Она запнулась, но с чем связана пауза – понятно. В глазах матушки застыл немой вопрос: «Какая учеба? Ты как винная пробка тупой Сашенька».
– А куда поступил?
– В бурсу на слесаря. Второе училище. Знаешь такое?
– Вообще то, Александр, это училище твой дед заканчивал, – с гордостью сообщила мать.
– Ясно.
Честно говоря, по фигу, что там заканчивал дед.
– А почему на занятия не в сентябре? – удивилась мать. – Первое августа на дворе, сын!
– Практика на заводе, – Пельмень по новому кругу начал разглаживать штанину, которая никак не поддавалась падла и успела основательно выбесить.
Мать несколько секунд переваривала информацию:
– Поздравляю, горжусь тобой! – и следом поставила свои сумки на пол. – Так, сын, ты сейчас только ткань сожжешь, кто ж так гладит то?
Женщина решительно двинулась на кухню, там набрала полный рот воды из-под крана и подойдя к гладильной доски выплюнула воду лучше всякого пульверизатора на брюки.
– М-м муме, – промычала она ртом наполненным водой.
– Че мам?
Она в ответ загребла утюг и принялась энергично разглаживать помятости на ткани. Смоченная, штанина поддалась сразу и складки выпрямились. Не то чтобы Пельмень о такой фишке не знал, просто подзабыл малость. Следом мать положила на доску рубашку, выдала очередную струю брызг, как сломавшийся брандспойт и принялась за глажку.
– Вот! – закончив, вручила Сане утюг. – Выключи и поставь на место, где было. Зубы не забудь почистить, у тебя изо рта воняет.
С этими словами женщина подняла сумки и пошла сгружаться к холодильнику.
– Отца там разбуди!
Саня довольный тем, что ему удалось избавиться от самой неприятной части утренних сборов, решил примерить брюки и рубашку. Те самые, в которых он отмечал выпускной в первый день пребывания в новом теле. Убрав утюг и сложив гладилку, надел на себя рубашку и брюки. Ну и прифигел, увидев отражение в зеркале.
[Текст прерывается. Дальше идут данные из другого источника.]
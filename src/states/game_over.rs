use super::{StateRequest, Transition};
use crate::context::GameContext;
use crate::error::GuiError;
use crate::gui::{Button, Label, StyleOverrides, Widget};
use crate::input_system::InputEvent;
use crate::render::{FontBook, SpriteId, Surface};
use crate::sprite::HangmanFrame;
use sdl2::rect::Rect;

/// Round result with the answer, and the way back
pub struct GameOverState {
    won: bool,
    result: Label,
    answer: Label,
    back: Button,
    play_again: Button,
    sprite: SpriteId,
}

impl GameOverState {
    pub fn load(context: &GameContext, fonts: &dyn FontBook, word: &str, won: bool) -> Result<Self, GuiError> {
        let toolkit = context.toolkit(fonts);
        let headline = if won { "You won!" } else { "You lose!" };

        Ok(GameOverState {
            won,
            result: toolkit.label(
                Rect::new(200, 50, 400, 50),
                headline,
                StyleOverrides::new().font(context.large_font),
            )?,
            answer: toolkit.label(
                Rect::new(150, 120, 500, 50),
                &format!("The word was '{}'", word),
                StyleOverrides::new(),
            )?,
            back: toolkit.button(Rect::new(325, 450, 175, 50), "Main menu", StyleOverrides::new())?,
            play_again: toolkit.button(Rect::new(325, 510, 175, 50), "Play again", StyleOverrides::new())?,
            sprite: context.hangman_sprite,
        })
    }

    pub fn update(&mut self, event: &InputEvent, fonts: &dyn FontBook) -> Result<Transition, GuiError> {
        self.play_again.update(event, fonts)?;
        self.back.update(event, fonts)?;

        if self.play_again.is_clicked() {
            self.play_again.click_handled();
            return Ok(Transition::Switch(StateRequest::Game));
        }
        if self.back.is_clicked() {
            self.back.click_handled();
            return Ok(Transition::Switch(StateRequest::Home));
        }

        Ok(Transition::Stay)
    }

    pub fn render(&self, surface: &mut dyn Surface) -> Result<(), GuiError> {
        self.result.render(surface)?;
        self.answer.render(surface)?;
        self.back.render(surface)?;
        self.play_again.render(surface)?;

        let frame = if self.won { HangmanFrame::Alive } else { HangmanFrame::Dead };
        surface.blit_sprite(self.sprite, frame.source_rect(), HangmanFrame::dest_rect(350, 220))
    }

    #[cfg(test)]
    pub fn won(&self) -> bool {
        self.won
    }
}

#[cfg(test)]
mod tests {
    use super::*;
    use crate::render::FontId;
    use crate::testing::{click_at, loaded_context, MonoFonts, RecordingSurface};
    use sdl2::rect::Point;

    fn game_over(won: bool) -> GameOverState {
        let context = loaded_context(&[("Computer", &[("cpu", "The brain")])]);
        GameOverState::load(&context, &MonoFonts::new(), "cpu", won).unwrap()
    }

    fn click(state: &mut GameOverState, point: Point) -> Transition {
        let fonts = MonoFonts::new();
        let mut last = Transition::Stay;
        for event in click_at(point) {
            last = state.update(&event, &fonts).unwrap();
        }
        last
    }

    #[test]
    fn test_texts() {
        let won = game_over(true);
        assert_eq!(won.result.text(), "You won!");
        assert_eq!(won.result.style().font, FontId(1));
        assert_eq!(won.answer.text(), "The word was 'cpu'");

        assert_eq!(game_over(false).result.text(), "You lose!");
    }

    #[test]
    fn test_play_again() {
        let mut state = game_over(true);
        assert_eq!(click(&mut state, Point::new(400, 535)), Transition::Switch(StateRequest::Game));
    }

    #[test]
    fn test_main_menu() {
        let mut state = game_over(false);
        assert_eq!(click(&mut state, Point::new(400, 475)), Transition::Switch(StateRequest::Home));
    }

    #[test]
    fn test_sprite_frame_follows_result() {
        let mut surface = RecordingSurface::new();
        game_over(true).render(&mut surface).unwrap();
        assert_eq!(surface.sprites()[0].1, Rect::new(960, 0, 120, 180));

        let mut surface = RecordingSurface::new();
        game_over(false).render(&mut surface).unwrap();
        assert_eq!(surface.sprites()[0].1, Rect::new(840, 0, 120, 180));
        assert_eq!(surface.sprites()[0].2, Rect::new(350, 220, 120, 180));
    }
}
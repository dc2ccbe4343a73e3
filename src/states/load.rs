use super::{StateRequest, Transition};
use crate::config::AssetConfig;
use crate::context::GameContext;
use crate::error::{AssetError, HangmanError};
use crate::gui::StyleRegistry;
use crate::render::{FontBook, FontId, SpriteId};
use crate::words;
use log::info;
use std::collections::BTreeMap;
use std::path::Path;

/// Source of fonts, images and word tables
///
/// Only the load screen uses it; every other state works from the handles
/// it stored in the context.
pub trait AssetLoader: FontBook {
    fn load_font(&mut self, path: &Path, size: u16) -> Result<FontId, AssetError>;

    fn load_image(&mut self, path: &Path) -> Result<SpriteId, AssetError>;

    fn read_delimited_table(&mut self, path: &Path, delimiter: char) -> Result<Vec<Vec<String>>, AssetError>;
}

/// First state: loads every asset, then goes straight to the menu
pub struct LoadState {
    assets: AssetConfig,
}

impl LoadState {
    pub fn new(assets: AssetConfig) -> Self {
        LoadState { assets }
    }

    /// Fill the context with fonts, sprite sheet, styles and word lists.
    /// Any failure aborts startup.
    pub fn load<L: AssetLoader + ?Sized>(
        &self,
        context: &mut GameContext,
        loader: &mut L,
    ) -> Result<Transition, HangmanError> {
        let font_path = self.assets.font_path();
        context.small_font = loader.load_font(&font_path, self.assets.small_font_size)?;
        context.large_font = loader.load_font(&font_path, self.assets.large_font_size)?;
        context.hangman_sprite = loader.load_image(&self.assets.sprite_path())?;

        let mut word_lists = BTreeMap::new();
        for topic in &context.all_topics {
            let path = self.assets.word_list_path(topic);
            let rows = loader.read_delimited_table(&path, self.assets.word_delimiter)?;
            let entries = words::entries_from_rows(topic, rows)?;

            info!("Loaded {} words for '{}'", entries.len(), topic);
            word_lists.insert(topic.clone(), entries);
        }
        context.word_lists = word_lists;

        context.styles = StyleRegistry::new(context.small_font);

        info!("Assets loaded from {}", self.assets.root.display());
        Ok(Transition::Switch(StateRequest::Home))
    }
}
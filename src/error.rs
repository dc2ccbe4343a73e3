//! Error types for Hangman
//!
//! Every fallible layer has its own enum:
//! - [`AssetError`]: fonts, sprites and word lists that fail to load (fatal at startup)
//! - [`GuiError`]: widget construction and drawing
//! - [`ConfigError`]: the JSON configuration files
//! - [`HangmanError`]: what the state machine and the host loop see

use crate::render::{FontId, SpriteId};
use std::path::PathBuf;
use thiserror::Error;

/// Failures while loading assets during the Load state
#[derive(Debug, Error)]
pub enum AssetError {
    #[error("failed to load font '{}': {}", .path.display(), .reason)]
    Font { path: PathBuf, reason: String },

    #[error("failed to load image '{}': {}", .path.display(), .reason)]
    Image { path: PathBuf, reason: String },

    #[error("failed to read '{}': {}", .path.display(), .source)]
    Read {
        path: PathBuf,
        source: std::io::Error,
    },

    /// Word list rows must be exactly `word|hint`
    #[error("word list '{topic}' row {row} has {fields} fields, expected 2")]
    MalformedRow {
        topic: String,
        row: usize,
        fields: usize,
    },

    #[error("word list '{0}' has no words")]
    EmptyWordList(String),
}

/// Failures while building or drawing widgets
#[derive(Debug, Error)]
pub enum GuiError {
    #[error("unknown font handle {0:?}")]
    UnknownFont(FontId),

    #[error("unknown sprite handle {0:?}")]
    UnknownSprite(SpriteId),

    /// An SDL2 call failed (SDL reports errors as strings)
    #[error("render backend error: {0}")]
    Backend(String),
}

/// Failures while reading configuration files
#[derive(Debug, Error)]
pub enum ConfigError {
    #[error("failed to read config '{}': {}", .path.display(), .source)]
    Io {
        path: PathBuf,
        source: std::io::Error,
    },

    #[error("invalid config '{}': {}", .path.display(), .source)]
    Parse {
        path: PathBuf,
        source: serde_json::Error,
    },

    /// The topic list cannot be shown on the topics screen
    #[error("invalid topic list: {0}")]
    Topics(String),
}

/// Top-level error for the game
#[derive(Debug, Error)]
pub enum HangmanError {
    #[error(transparent)]
    Asset(#[from] AssetError),

    #[error(transparent)]
    Gui(#[from] GuiError),

    #[error(transparent)]
    Config(#[from] ConfigError),

    /// A state was entered without what it needs (e.g. no topics selected)
    #[error("invalid state: {0}")]
    InvalidState(String),
}

impl From<HangmanError> for String {
    fn from(error: HangmanError) -> Self {
        error.to_string()
    }
}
– Опа, – Саня покрутился туда-сюда, разглядывая себя со всех сторон, и так, и этак.
Видок был «так себе», это ещё мягко говоря – чистый чепух. На выданье. Скинутый вес убрал сразу несколько размеров. По итогу штаны сели так, будто Пельмень обделался, и кучка каках отягощает зад. Рубашка вовсе смахивала на концертный балахон Аллы Борисовны.
Пришлось повозиться – затянуть потуже ремень на пузе, дабы не спадали брюки, полы рубашки поглубже вправить. По итогу после манипуляций, Саня напоминал сам себе первоклашку переростка, которому вещи купили на вырост, на три года вперёд. Гематома, оставленная Вованом придавала образу дополнительный колорит.
– М-да, нехило ты так схуднул, пацан, – батя вырос в дверях и зевал во весь рот. – На свидание собирался, хера так вырядился?
– Какое свидание, на практику, слесарить буду. Тебя, кстати, матуха искала, – припомнил Пельмень.
– А сколько по бабкам платят на твоей практику? – бывший физрук заговорщицки подмигнул, слова про мать пропустил – не хотел заниматься домашними делами, а матушка такая – припряжет. – Ты ж это, Саш, подкинешь копеечку отцу?
– Я ж тебе только заряжал недавно, – Саня нахмурился. – На ресторан с матушкой. Не говори, что ты уже все пропил и вы никуда не пошли!
– Не пропил, – батя бочком-бочком и растворился в коридоре, сворачивая неудобный разговор.
Правда направился не на кухню к мамке, а в ванную.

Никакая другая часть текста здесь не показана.